» **To do**: How many lines below include the word "lists"? State that number and nothing else.

Dataset entries:
------------------------------------------------------------
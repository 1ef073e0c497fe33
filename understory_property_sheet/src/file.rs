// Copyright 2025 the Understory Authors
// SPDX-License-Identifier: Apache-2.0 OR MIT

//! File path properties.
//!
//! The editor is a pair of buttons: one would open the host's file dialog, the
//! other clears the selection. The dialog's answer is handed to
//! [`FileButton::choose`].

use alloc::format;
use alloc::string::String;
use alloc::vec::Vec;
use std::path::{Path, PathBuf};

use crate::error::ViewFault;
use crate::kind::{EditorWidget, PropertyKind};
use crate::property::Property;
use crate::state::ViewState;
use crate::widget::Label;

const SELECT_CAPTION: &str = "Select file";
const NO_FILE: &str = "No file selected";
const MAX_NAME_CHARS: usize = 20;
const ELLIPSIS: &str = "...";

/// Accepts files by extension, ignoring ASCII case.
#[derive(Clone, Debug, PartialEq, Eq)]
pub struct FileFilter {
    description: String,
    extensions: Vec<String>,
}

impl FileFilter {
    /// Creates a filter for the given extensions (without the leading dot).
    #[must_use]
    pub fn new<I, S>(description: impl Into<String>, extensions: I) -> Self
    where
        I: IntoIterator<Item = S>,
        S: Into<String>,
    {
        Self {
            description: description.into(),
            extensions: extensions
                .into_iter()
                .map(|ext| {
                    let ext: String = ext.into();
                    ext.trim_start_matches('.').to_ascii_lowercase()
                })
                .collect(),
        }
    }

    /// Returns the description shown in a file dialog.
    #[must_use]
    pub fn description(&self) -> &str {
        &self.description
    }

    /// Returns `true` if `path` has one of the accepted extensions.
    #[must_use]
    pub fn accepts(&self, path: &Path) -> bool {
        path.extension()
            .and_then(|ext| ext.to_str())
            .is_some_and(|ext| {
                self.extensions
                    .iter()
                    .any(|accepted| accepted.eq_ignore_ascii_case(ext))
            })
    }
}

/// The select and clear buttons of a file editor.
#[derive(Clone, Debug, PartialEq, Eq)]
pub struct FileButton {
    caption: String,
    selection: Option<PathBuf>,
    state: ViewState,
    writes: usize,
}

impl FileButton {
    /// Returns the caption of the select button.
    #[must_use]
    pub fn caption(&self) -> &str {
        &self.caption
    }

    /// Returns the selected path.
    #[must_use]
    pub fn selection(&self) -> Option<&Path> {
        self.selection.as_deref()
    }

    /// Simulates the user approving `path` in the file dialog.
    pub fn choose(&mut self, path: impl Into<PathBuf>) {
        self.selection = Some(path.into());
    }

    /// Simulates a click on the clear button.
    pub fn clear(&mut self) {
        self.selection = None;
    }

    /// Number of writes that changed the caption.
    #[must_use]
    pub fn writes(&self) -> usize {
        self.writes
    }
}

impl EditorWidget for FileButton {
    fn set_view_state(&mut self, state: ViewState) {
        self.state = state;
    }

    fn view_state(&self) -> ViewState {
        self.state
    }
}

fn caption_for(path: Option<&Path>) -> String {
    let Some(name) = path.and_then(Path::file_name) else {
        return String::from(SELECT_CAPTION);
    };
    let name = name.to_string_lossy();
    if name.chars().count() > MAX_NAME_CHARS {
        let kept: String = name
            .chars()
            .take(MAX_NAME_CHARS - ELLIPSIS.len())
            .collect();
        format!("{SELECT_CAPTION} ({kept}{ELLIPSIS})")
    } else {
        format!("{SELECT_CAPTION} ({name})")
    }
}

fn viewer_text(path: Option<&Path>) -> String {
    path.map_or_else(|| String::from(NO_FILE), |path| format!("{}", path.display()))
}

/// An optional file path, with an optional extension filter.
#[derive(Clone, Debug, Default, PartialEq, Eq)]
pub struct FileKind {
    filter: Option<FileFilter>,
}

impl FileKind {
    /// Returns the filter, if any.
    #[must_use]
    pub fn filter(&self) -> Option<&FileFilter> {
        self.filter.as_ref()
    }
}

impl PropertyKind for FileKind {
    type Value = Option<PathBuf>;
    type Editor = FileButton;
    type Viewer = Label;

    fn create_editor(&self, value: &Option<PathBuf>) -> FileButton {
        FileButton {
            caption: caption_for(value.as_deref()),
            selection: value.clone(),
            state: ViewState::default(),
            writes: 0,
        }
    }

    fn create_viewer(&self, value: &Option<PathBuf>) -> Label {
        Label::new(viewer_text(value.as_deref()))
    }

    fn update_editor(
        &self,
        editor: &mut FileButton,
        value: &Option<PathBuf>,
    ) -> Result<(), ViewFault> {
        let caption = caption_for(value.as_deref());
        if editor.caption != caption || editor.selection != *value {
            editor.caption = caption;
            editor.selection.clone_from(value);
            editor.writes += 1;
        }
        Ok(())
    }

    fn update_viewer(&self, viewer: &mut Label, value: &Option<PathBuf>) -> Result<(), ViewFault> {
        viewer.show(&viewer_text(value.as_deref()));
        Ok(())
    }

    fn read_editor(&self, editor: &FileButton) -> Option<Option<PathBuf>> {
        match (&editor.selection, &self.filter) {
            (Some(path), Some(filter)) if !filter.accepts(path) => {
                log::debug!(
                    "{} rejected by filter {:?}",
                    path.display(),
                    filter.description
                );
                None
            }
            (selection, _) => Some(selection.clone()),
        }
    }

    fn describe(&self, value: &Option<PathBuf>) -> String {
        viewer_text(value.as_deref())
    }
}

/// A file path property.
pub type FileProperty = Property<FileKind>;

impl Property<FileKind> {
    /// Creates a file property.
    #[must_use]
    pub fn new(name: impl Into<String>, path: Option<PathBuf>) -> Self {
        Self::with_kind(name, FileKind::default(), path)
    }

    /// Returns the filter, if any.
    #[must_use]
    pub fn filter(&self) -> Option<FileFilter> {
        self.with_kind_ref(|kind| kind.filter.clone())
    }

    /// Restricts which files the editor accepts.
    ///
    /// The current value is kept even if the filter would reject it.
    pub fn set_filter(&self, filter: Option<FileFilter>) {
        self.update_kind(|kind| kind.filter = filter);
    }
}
------------------------------------------------------------
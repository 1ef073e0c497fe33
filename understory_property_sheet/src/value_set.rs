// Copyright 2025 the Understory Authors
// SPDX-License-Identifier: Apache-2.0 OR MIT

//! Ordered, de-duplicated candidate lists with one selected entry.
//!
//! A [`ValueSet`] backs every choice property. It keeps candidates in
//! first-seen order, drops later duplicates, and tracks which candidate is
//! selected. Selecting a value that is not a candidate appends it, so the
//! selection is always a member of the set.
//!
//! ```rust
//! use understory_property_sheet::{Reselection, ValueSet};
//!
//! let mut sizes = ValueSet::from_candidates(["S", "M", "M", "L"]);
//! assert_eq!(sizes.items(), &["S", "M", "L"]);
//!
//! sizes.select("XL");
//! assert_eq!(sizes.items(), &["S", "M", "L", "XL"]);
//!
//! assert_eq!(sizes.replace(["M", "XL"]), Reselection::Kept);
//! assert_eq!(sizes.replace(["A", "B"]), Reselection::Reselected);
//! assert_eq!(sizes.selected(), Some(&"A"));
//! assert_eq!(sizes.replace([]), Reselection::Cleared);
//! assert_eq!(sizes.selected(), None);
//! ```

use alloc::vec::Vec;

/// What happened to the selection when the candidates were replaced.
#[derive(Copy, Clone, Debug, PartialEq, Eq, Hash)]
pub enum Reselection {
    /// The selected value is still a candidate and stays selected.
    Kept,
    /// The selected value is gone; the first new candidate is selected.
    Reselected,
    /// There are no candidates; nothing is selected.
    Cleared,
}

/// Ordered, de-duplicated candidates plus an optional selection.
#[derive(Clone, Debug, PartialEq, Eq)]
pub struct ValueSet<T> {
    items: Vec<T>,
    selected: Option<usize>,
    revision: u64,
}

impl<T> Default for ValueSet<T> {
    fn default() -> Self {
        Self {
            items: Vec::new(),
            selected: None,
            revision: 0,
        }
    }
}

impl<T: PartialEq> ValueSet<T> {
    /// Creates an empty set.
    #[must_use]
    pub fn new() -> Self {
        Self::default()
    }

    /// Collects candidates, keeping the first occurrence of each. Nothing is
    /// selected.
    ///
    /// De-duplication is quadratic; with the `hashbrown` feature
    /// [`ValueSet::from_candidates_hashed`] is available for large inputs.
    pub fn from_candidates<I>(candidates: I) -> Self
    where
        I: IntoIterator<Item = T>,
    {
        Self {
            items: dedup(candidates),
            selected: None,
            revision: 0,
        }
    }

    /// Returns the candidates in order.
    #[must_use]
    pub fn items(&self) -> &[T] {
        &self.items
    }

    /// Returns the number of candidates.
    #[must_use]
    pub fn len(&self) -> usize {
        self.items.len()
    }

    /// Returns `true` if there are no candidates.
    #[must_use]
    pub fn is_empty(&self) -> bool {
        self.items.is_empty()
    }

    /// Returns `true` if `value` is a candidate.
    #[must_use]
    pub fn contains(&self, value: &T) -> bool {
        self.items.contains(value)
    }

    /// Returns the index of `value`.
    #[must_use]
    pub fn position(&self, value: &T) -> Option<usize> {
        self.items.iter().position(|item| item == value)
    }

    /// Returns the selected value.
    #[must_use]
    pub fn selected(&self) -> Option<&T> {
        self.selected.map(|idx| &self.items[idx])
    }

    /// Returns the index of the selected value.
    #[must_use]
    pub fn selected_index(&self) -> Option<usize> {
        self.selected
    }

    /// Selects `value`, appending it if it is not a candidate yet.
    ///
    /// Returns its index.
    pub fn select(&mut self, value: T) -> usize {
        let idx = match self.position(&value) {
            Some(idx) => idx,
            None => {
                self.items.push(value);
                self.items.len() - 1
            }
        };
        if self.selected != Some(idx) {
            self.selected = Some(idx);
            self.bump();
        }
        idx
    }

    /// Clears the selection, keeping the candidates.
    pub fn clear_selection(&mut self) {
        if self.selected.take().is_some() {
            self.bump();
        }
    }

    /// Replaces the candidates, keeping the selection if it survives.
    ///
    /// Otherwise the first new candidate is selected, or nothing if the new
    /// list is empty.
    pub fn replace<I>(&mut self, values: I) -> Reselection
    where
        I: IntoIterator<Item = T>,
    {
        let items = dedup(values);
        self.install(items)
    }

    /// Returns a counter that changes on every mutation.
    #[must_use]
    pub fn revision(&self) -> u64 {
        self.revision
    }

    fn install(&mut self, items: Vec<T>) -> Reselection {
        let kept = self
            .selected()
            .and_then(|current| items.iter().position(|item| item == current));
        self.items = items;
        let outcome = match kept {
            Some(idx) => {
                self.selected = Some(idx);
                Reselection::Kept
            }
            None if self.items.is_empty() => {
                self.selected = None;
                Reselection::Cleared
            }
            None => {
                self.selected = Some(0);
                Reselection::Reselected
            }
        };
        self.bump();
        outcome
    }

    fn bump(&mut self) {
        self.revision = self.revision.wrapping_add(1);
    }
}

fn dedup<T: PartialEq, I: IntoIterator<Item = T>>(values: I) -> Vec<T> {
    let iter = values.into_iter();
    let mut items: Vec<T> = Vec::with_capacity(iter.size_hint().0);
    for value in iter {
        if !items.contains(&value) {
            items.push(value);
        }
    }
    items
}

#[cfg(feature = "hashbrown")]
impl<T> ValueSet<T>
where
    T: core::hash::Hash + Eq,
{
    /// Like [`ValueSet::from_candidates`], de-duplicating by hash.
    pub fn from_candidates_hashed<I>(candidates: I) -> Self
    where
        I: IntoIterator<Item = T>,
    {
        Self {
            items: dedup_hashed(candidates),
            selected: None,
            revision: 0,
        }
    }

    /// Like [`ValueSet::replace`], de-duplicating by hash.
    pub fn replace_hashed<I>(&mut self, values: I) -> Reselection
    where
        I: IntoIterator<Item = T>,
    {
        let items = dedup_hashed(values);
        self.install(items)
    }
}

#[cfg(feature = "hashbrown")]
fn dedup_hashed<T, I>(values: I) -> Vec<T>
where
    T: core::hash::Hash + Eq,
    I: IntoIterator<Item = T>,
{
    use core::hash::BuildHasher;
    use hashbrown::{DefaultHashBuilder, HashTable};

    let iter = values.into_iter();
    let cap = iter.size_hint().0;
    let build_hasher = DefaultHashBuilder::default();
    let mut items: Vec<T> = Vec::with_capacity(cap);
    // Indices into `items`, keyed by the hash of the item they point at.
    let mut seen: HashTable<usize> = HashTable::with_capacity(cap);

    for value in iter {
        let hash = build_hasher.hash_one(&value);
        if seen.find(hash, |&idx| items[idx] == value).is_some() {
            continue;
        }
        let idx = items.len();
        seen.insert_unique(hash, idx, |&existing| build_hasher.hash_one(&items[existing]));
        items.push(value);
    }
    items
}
------------------------------------------------------------
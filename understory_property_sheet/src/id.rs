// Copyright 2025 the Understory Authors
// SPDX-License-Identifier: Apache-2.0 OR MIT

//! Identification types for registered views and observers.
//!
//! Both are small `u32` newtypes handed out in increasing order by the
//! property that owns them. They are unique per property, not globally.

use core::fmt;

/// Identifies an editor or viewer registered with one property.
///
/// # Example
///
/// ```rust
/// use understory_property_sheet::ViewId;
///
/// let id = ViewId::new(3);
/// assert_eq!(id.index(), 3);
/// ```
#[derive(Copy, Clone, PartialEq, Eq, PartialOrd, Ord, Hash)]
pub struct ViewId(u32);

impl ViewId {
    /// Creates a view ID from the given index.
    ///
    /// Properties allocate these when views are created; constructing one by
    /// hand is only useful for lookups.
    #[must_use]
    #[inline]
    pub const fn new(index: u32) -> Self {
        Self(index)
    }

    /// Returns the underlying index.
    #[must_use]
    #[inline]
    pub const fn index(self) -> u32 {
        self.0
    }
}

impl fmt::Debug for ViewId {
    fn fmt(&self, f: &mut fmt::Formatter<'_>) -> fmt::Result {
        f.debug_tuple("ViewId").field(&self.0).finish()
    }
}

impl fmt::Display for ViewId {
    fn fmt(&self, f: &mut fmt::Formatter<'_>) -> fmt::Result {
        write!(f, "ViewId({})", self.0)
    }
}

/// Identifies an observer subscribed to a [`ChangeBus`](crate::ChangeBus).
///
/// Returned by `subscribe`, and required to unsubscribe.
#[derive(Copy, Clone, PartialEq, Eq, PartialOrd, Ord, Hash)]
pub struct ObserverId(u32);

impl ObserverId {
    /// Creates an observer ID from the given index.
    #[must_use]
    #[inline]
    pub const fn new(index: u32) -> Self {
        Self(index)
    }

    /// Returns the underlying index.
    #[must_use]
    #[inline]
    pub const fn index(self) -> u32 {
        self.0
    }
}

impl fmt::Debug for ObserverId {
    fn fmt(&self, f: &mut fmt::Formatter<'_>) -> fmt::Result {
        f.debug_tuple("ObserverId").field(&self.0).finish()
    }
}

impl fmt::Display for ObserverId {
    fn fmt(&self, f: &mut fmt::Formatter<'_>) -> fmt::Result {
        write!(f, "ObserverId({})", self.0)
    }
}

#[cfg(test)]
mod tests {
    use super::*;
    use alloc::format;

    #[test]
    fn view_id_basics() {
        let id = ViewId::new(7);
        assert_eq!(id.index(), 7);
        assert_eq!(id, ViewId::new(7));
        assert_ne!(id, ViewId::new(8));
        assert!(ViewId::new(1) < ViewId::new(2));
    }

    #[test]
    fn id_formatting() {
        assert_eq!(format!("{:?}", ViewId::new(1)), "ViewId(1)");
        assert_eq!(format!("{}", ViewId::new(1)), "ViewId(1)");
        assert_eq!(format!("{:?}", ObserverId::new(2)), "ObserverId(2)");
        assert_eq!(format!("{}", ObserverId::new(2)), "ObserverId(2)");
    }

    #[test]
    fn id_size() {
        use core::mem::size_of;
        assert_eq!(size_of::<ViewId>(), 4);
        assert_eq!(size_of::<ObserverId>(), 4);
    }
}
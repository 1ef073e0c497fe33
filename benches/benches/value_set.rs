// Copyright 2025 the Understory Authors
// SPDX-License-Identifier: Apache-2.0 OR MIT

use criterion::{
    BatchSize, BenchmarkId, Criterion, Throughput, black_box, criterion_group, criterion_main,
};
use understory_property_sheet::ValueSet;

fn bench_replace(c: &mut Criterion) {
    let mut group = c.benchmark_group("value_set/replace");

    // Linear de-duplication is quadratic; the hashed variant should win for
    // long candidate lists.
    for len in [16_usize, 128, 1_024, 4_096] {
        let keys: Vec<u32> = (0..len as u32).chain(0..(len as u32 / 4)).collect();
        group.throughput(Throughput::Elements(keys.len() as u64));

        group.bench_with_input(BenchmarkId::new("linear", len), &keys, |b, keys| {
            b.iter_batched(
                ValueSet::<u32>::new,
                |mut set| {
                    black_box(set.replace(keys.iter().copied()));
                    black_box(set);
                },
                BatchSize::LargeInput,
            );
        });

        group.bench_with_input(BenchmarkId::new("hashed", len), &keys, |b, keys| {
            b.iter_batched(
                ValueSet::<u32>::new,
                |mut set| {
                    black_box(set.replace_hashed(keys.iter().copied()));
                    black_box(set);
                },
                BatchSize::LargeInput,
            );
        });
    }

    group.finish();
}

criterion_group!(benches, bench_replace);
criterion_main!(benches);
------------------------------------------------------------
» **Written answer**: 2